Work request => Among the entries, find the lines with the string "RelinkConfig" and report them.

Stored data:
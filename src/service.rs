//! Linkage service
//!
//! Wires the pipeline together and exposes the ingestion and query API:
//!
//! ```text
//! submit_signal -> normalize -> queue --process_pending--> reorder -> pair
//!                                                          -> score -> decide -> ledger
//! ```
//!
//! Per-signal and per-pair failures are logged and skipped; they never stop
//! the stream. Candidates are grouped by pair and each group runs as its own
//! task, so different pairs are scored and decided concurrently while one
//! pair's observations are applied in release order.

use crate::config::RelinkConfig;
use crate::error::{RelinkError, Result};
use crate::ingest::{Candidate, IngestQueue, Pairer, ReorderBuffer};
use crate::ledger::{EvidenceLedger, JsonlStore, LedgerPayload, VerificationReport};
use crate::linkage::{DecisionEngine, DecisionPolicy};
use crate::normalizer::{FeatureNormalizer, RawSignal};
use crate::reporter::{summarize, ReportFilter, ReportStatistics};
use crate::scoring::SimilarityScorer;
use crate::types::{LinkageDecision, PairId, ResetEventId, Signal, SignalId};
use chrono::{DateTime, Utc};
use serde::Serialize;
use std::collections::{BTreeMap, HashSet};
use std::sync::Arc;
use tokio::sync::Mutex;
use tokio::task::JoinSet;
use tracing::{debug, info, warn};

/// What one processing pass did
#[derive(Debug, Clone, Default, PartialEq, Eq, Serialize)]
pub struct ProcessSummary {
    /// Signals taken off the ingestion queue
    pub dequeued: usize,
    /// Signals released from the reorder buffer into pairing
    pub released: usize,
    pub candidates: usize,
    pub scored: usize,
    pub insufficient: usize,
    /// Observations refused because their decision was already final
    pub rejected: usize,
    pub failed: usize,
}

impl ProcessSummary {
    fn absorb(&mut self, other: PairOutcome) {
        self.scored += other.scored;
        self.insufficient += other.insufficient;
        self.rejected += other.rejected;
        self.failed += other.failed;
    }
}

#[derive(Debug, Default)]
struct PairOutcome {
    scored: usize,
    insufficient: usize,
    rejected: usize,
    failed: usize,
}

impl PairOutcome {
    fn merge(&mut self, other: PairOutcome) {
        self.scored += other.scored;
        self.insufficient += other.insufficient;
        self.rejected += other.rejected;
        self.failed += other.failed;
    }
}

/// Ordering-sensitive stages, guarded together
struct Pipeline {
    reorder: ReorderBuffer,
    pairer: Pairer,
}

pub struct LinkageService {
    config: RelinkConfig,
    normalizer: FeatureNormalizer,
    scorer: Arc<SimilarityScorer>,
    queue: IngestQueue<Signal>,
    pipeline: Mutex<Pipeline>,
    engine: Arc<DecisionEngine>,
    ledger: Arc<EvidenceLedger>,
}

impl LinkageService {
    /// Validate `config` and open the ledger it names (in memory when unset)
    pub async fn new(config: RelinkConfig) -> Result<Self> {
        config.validate()?;
        let ledger = match &config.ledger_path {
            Some(path) => EvidenceLedger::open(Box::new(JsonlStore::open(path).await?)).await?,
            None => EvidenceLedger::in_memory(),
        };
        Self::with_ledger(config, Arc::new(ledger))
    }

    /// Build over an already opened ledger
    pub fn with_ledger(config: RelinkConfig, ledger: Arc<EvidenceLedger>) -> Result<Self> {
        config.validate()?;

        let engine = Arc::new(DecisionEngine::new(
            DecisionPolicy::from_config(&config),
            Arc::clone(&ledger),
        ));
        let pipeline = Pipeline {
            reorder: ReorderBuffer::new(config.lateness_span()),
            pairer: Pairer::from_config(&config),
        };

        info!(
            "Linkage service ready: {} features, thresholds {}/{}, horizon {}s",
            config.features.len(),
            config.low_threshold,
            config.high_threshold,
            config.decay_horizon.as_secs()
        );

        Ok(Self {
            normalizer: FeatureNormalizer::new(config.features.clone()),
            scorer: Arc::new(SimilarityScorer::from_config(&config)),
            queue: IngestQueue::new(config.queue_capacity, config.backpressure_policy),
            pipeline: Mutex::new(pipeline),
            engine,
            ledger,
            config,
        })
    }

    pub fn config(&self) -> &RelinkConfig {
        &self.config
    }

    pub fn ledger(&self) -> &Arc<EvidenceLedger> {
        &self.ledger
    }

    /// Normalize a raw payload and queue it for processing
    pub async fn submit_signal(&self, raw: &RawSignal) -> Result<SignalId> {
        let normalized = self.normalizer.normalize(raw)?;
        let id = normalized.signal.id();
        self.queue.push(normalized.signal).await?;
        Ok(id)
    }

    /// Parse a JSON payload and submit it
    pub async fn submit_signal_json(&self, json: &str) -> Result<SignalId> {
        let raw = RawSignal::from_json(json)?;
        self.submit_signal(&raw).await
    }

    /// Open the next epoch
    ///
    /// The reset is recorded in the ledger, then any signals already held on
    /// either side of it are paired and evaluated.
    pub async fn submit_reset_event(
        &self,
        old_epoch: u64,
        new_epoch: u64,
        occurred_at: DateTime<Utc>,
    ) -> Result<ResetEventId> {
        let mut pipeline = self.pipeline.lock().await;

        let reset = pipeline
            .pairer
            .resets()
            .validate(old_epoch, new_epoch, occurred_at)?;
        self.ledger
            .append(LedgerPayload::ResetRecorded { reset })
            .await?;
        let (reset, candidates) = pipeline
            .pairer
            .add_reset(old_epoch, new_epoch, occurred_at)?;

        if !candidates.is_empty() {
            let outcome = self.evaluate(candidates).await;
            debug!("{} opened with {:?}", reset.id, outcome);
        }
        Ok(reset.id)
    }

    /// Drain the queue and evaluate every signal the reorder buffer releases
    pub async fn process_pending(&self) -> Result<ProcessSummary> {
        let mut pipeline = self.pipeline.lock().await;
        let mut summary = self.take_queued(&mut pipeline).await;
        let released = pipeline.reorder.release();
        self.advance(&mut pipeline, released, &mut summary).await?;
        Ok(summary)
    }

    /// Like [`process_pending`](Self::process_pending), but release everything
    /// buffered regardless of lateness
    pub async fn flush(&self) -> Result<ProcessSummary> {
        let mut pipeline = self.pipeline.lock().await;
        let mut summary = self.take_queued(&mut pipeline).await;
        let released = pipeline.reorder.flush();
        self.advance(&mut pipeline, released, &mut summary).await?;
        Ok(summary)
    }

    /// Move the queue into the reorder buffer
    ///
    /// Callers hold the pipeline lock, so batches reach the buffer in the
    /// order they left the queue.
    async fn take_queued(&self, pipeline: &mut Pipeline) -> ProcessSummary {
        let batch = self.queue.drain().await;
        let summary = ProcessSummary {
            dequeued: batch.len(),
            ..Default::default()
        };
        for signal in batch {
            pipeline.reorder.insert(signal);
        }
        summary
    }

    async fn advance(
        &self,
        pipeline: &mut Pipeline,
        released: Vec<Signal>,
        summary: &mut ProcessSummary,
    ) -> Result<()> {
        summary.released = released.len();

        let mut candidates = Vec::new();
        for signal in released {
            if pipeline.pairer.has_seen(&signal.id()) {
                continue;
            }
            self.ledger
                .append(LedgerPayload::SignalAccepted {
                    signal: signal.id(),
                    source: signal.source().to_string(),
                    epoch: signal.source_epoch(),
                    collected_at: signal.collected_at(),
                })
                .await?;
            candidates.extend(pipeline.pairer.admit(signal));
        }

        summary.candidates = candidates.len();
        summary.absorb(self.evaluate(candidates).await);
        Ok(())
    }

    /// Score and decide candidates, one task per pair
    async fn evaluate(&self, candidates: Vec<Candidate>) -> PairOutcome {
        let mut groups: BTreeMap<PairId, Vec<Candidate>> = BTreeMap::new();
        for candidate in candidates {
            groups
                .entry(candidate.pair.pair_id.clone())
                .or_default()
                .push(candidate);
        }

        let mut tasks = JoinSet::new();
        for (_, group) in groups {
            let scorer = Arc::clone(&self.scorer);
            let engine = Arc::clone(&self.engine);
            tasks.spawn(async move { evaluate_pair(&scorer, &engine, group).await });
        }

        let mut total = PairOutcome::default();
        while let Some(joined) = tasks.join_next().await {
            match joined {
                Ok(outcome) => total.merge(outcome),
                Err(e) => {
                    warn!("Pair evaluation task failed: {}", e);
                    total.failed += 1;
                }
            }
        }
        total
    }

    /// Finalize every decision whose observation window has closed
    ///
    /// A window closes once `reset + decay_horizon` is at or before the
    /// watermark minus the lateness window. Re-running is harmless.
    pub async fn finalize_expired(&self) -> Result<Vec<LinkageDecision>> {
        let mut pipeline = self.pipeline.lock().await;
        let Some(cutoff) = pipeline.reorder.cutoff() else {
            return Ok(Vec::new());
        };

        let closed: HashSet<ResetEventId> = pipeline
            .pairer
            .resets()
            .iter()
            .filter(|r| pipeline.pairer.rules().window_closed(r, cutoff))
            .map(|r| r.id)
            .collect();
        if closed.is_empty() {
            return Ok(Vec::new());
        }

        let finalized = self
            .engine
            .finalize_where(|id| closed.contains(&id.reset))
            .await;
        pipeline.pairer.prune(cutoff);

        if !finalized.is_empty() {
            info!("Finalize sweep closed {} decisions", finalized.len());
        }
        Ok(finalized)
    }

    /// Freeze one decision; a second call returns the frozen state
    pub async fn finalize(&self, pair_id: &PairId) -> Result<LinkageDecision> {
        self.engine.finalize(pair_id).await
    }

    /// Freeze every open decision
    pub async fn finalize_all(&self) -> Result<Vec<LinkageDecision>> {
        Ok(self.engine.finalize_where(|_| true).await)
    }

    pub async fn get_decision(&self, pair_id: &PairId) -> Option<LinkageDecision> {
        self.engine.get(pair_id).await
    }

    pub async fn decisions(&self) -> Vec<LinkageDecision> {
        self.engine.all().await
    }

    pub async fn get_report(&self, filter: &ReportFilter) -> ReportStatistics {
        let snapshot = self.ledger.snapshot().await;
        summarize(&snapshot, filter)
    }

    pub async fn verify_ledger(&self) -> Result<VerificationReport> {
        self.ledger.verify().await
    }

    /// Signals waiting in the ingestion queue
    pub async fn queued(&self) -> usize {
        self.queue.len().await
    }

    /// Signals held back by the reorder buffer
    pub async fn buffered(&self) -> usize {
        self.pipeline.lock().await.reorder.len()
    }

    pub async fn watermark(&self) -> Option<DateTime<Utc>> {
        self.pipeline.lock().await.reorder.watermark()
    }

    /// Signals that reached the reorder buffer after a later one was released
    pub async fn late_arrivals(&self) -> u64 {
        self.pipeline.lock().await.reorder.late_count()
    }
}

async fn evaluate_pair(
    scorer: &SimilarityScorer,
    engine: &DecisionEngine,
    group: Vec<Candidate>,
) -> PairOutcome {
    let mut outcome = PairOutcome::default();

    for candidate in group {
        let pair_id = &candidate.pair.pair_id;
        let result = match scorer.score(&candidate.pre, &candidate.post, &candidate.reset) {
            Ok(score) => engine.apply_score(&score).await.map(|_| {
                outcome.scored += 1;
            }),
            Err(RelinkError::InsufficientSignal {
                comparable,
                required,
            }) => engine
                .record_insufficient(
                    pair_id,
                    candidate.pair.pre_signal,
                    candidate.pair.post_signal,
                    comparable,
                    required,
                )
                .await
                .map(|_| {
                    outcome.insufficient += 1;
                }),
            Err(e) => Err(e),
        };

        match result {
            Ok(()) => {}
            Err(RelinkError::DecisionFinalized(_)) => {
                warn!("{} is final; skipping late observation", pair_id);
                outcome.rejected += 1;
            }
            Err(e) => {
                warn!("Failed to evaluate {}: {}", pair_id, e);
                outcome.failed += 1;
            }
        }
    }
    outcome
}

Response to this exercise =>
use crate::config::RelinkConfig;
    config: RelinkConfig,
    pub async fn new(config: RelinkConfig) -> Result<Self> {
    pub fn with_ledger(config: RelinkConfig, ledger: Arc<EvidenceLedger>) -> Result<Self> {
    pub fn config(&self) -> &RelinkConfig {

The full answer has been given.